Background: Central diabetes insipidus (DI) occurs due to inadequate secretion of antidiuretic hormone (ADH) from the neurohypophysis resulting in hypotonic polyuria and hypernatraemia.1 Acquired central DI can occur due to disturbance of the neurohypophysis such as trauma, infection, ischaemia or malignancy. Acute myeloid leukaemia (AML) can be a rare, acquired cause of central DI.2
Case: A 70-year-old Caucasian female was admitted with febrile neutropenia in the context of a 2-week history of polyuria and polydipsia, drinking up to 4L water daily. Initial blood film demonstrated >80% blasts, and the diagnosis of AML was confirmed by bone marrow biopsy. Cytogenetic analysis identified the inv(3q) and monosomy 7 karyotype. PET scan and biopsy also demonstrated leukaemic infiltration of the left submandibular lymph node. However, CSF cytology x3 did not identify any malignant cells. The diagnosis of DI was confirmed following overnight water deprivation, resulting in morning (0835) serum sodium 154mmol/L, serum osmolality 306mmol/L, urine sodium 37mmol/L, urine osmolality 146mmol/L and copeptin 3.2pmol/L. MRI Brain identified absence of the posterior pituitary bright spot with mild abnormal enhancement of the infundibulum and hypothalamus, which was suggestive of infiltration. Treatment was commenced with desmopressin. The dose required for stabilisation of urine output and serum sodium rapidly increased from 200mcg nocte to 200mcg mane/1000mcg nocte. She was treated with FLAG-Ida chemotherapy and intrathecal methotrexate, which was complicated by suspected cytarabine syndrome and colitis.

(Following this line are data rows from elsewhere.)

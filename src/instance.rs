//! Single-instance handover.
//!
//! The running worker keeps its pid in an instance record. A new invocation
//! interrupts that pid and waits for it to exit before a new worker is
//! started, which is what keeps two workers from ever driving the line at the
//! same time. Two invocations started concurrently can still race.

use std::io;
use std::path::{Path, PathBuf};
use std::time::Duration;

use crate::error::ServoError;

pub type Pid = libc::pid_t;

/// File holding the pid of the active worker as one ASCII line.
#[derive(Debug, Clone)]
pub struct InstanceRecord {
    path: PathBuf,
}

impl InstanceRecord {
    pub fn new(path: impl Into<PathBuf>) -> Self {
        InstanceRecord { path: path.into() }
    }

    pub fn path(&self) -> &Path {
        &self.path
    }

    /// Pid of the previous worker. A missing or unparsable record means there
    /// is none.
    pub fn read(&self) -> Option<Pid> {
        match std::fs::read_to_string(&self.path) {
            Ok(contents) => parse_pid(&contents),
            Err(e) => {
                if e.kind() != io::ErrorKind::NotFound {
                    log::debug!("Ignoring unreadable instance record {}: {}", self.path.display(), e);
                }
                None
            }
        }
    }

    pub fn write(&self, pid: u32) -> Result<(), ServoError> {
        std::fs::write(&self.path, format!("{}\n", pid)).map_err(|source| {
            ServoError::InstanceRecord {
                path: self.path.clone(),
                source,
            }
        })
    }
}

// Leading whitespace, optional sign, then decimal digits up to the first
// non-digit.
fn parse_pid(contents: &str) -> Option<Pid> {
    let trimmed = contents.trim_start();
    let sign_len = usize::from(trimmed.starts_with(['-', '+']));
    let digits_len = trimmed[sign_len..]
        .bytes()
        .take_while(u8::is_ascii_digit)
        .count();
    if digits_len == 0 {
        return None;
    }
    trimmed[..sign_len + digits_len].parse().ok()
}

pub trait ProcessControl {
    /// Sends the interrupt signal to `pid`.
    fn interrupt(&mut self, pid: Pid) -> io::Result<()>;
    fn has_exited(&mut self, pid: Pid) -> io::Result<bool>;
}

/// Process control through the kernel.
#[derive(Debug, Default)]
pub struct OsProcesses;

impl ProcessControl for OsProcesses {
    fn interrupt(&mut self, pid: Pid) -> io::Result<()> {
        if unsafe { libc::kill(pid, libc::SIGINT) } == 0 {
            Ok(())
        } else {
            Err(io::Error::last_os_error())
        }
    }

    fn has_exited(&mut self, pid: Pid) -> io::Result<bool> {
        // Reap it if it happens to be our child; anything else is probed.
        if unsafe { libc::waitpid(pid, std::ptr::null_mut(), libc::WNOHANG) } == pid {
            return Ok(true);
        }
        if unsafe { libc::kill(pid, 0) } == 0 {
            // A zombie nobody reaps still answers kill(0).
            return Ok(is_zombie(pid));
        }
        let err = io::Error::last_os_error();
        match err.raw_os_error() {
            Some(libc::ESRCH) => Ok(true),
            Some(libc::EPERM) => Ok(false),
            _ => Err(err),
        }
    }
}

/// Whether `/proc/<pid>/stat` reports the process as a zombie.
fn is_zombie(pid: Pid) -> bool {
    std::fs::read_to_string(format!("/proc/{}/stat", pid))
        .ok()
        .and_then(|stat| parse_stat_state(&stat))
        == Some('Z')
}

// The state follows the parenthesised command name, which may itself
// contain spaces or parentheses.
fn parse_stat_state(stat: &str) -> Option<char> {
    let (_, rest) = stat.rsplit_once(')')?;
    rest.trim_start().chars().next()
}

#[derive(Debug, Clone, Copy, PartialEq, Eq)]
pub enum Supersession {
    /// No previous worker on record.
    FirstRun,
    /// The recorded worker is already gone, or the pid could never be ours.
    Stale(Pid),
    /// The recorded worker was interrupted and has exited.
    Superseded(Pid),
    /// The recorded process exists but may not be signalled.
    Denied(Pid),
}

/// Interrupts the worker named by `record` and blocks until it is gone.
///
/// The wait has no timeout.
pub fn supersede<P: ProcessControl>(
    record: &InstanceRecord,
    processes: &mut P,
    poll: Duration,
) -> Supersession {
    let Some(pid) = record.read() else {
        log::debug!("No previous instance in {}", record.path().display());
        return Supersession::FirstRun;
    };

    // kill(0) and kill(-n) address process groups.
    if pid <= 0 || pid == std::process::id() as Pid {
        log::warn!("Ignoring instance record pid {}", pid);
        return Supersession::Stale(pid);
    }

    if let Err(e) = processes.interrupt(pid) {
        return match e.raw_os_error() {
            Some(libc::ESRCH) => {
                log::debug!("Previous instance {} already exited", pid);
                Supersession::Stale(pid)
            }
            _ => {
                log::warn!("Could not interrupt previous instance {}: {}", pid, e);
                Supersession::Denied(pid)
            }
        };
    }

    log::info!("Waiting for previous instance {} to exit", pid);
    loop {
        match processes.has_exited(pid) {
            Ok(true) => break,
            Ok(false) => std::thread::sleep(poll),
            Err(e) => {
                log::warn!("Lost track of previous instance {}: {}", pid, e);
                break;
            }
        }
    }
    log::info!("Previous instance {} exited", pid);
    Supersession::Superseded(pid)
}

Unfortunately, the patient developed neutropenic sepsis with progressive type 1 respiratory failure, and died upon transition to comfort care.
Conclusion: This case demonstrates the unusual situation of AML-induced central DI. The presence of inv(3q) and monosomy 7 chromosomal abnormalities are associated with the development of central DI, and is a poor prognostic marker.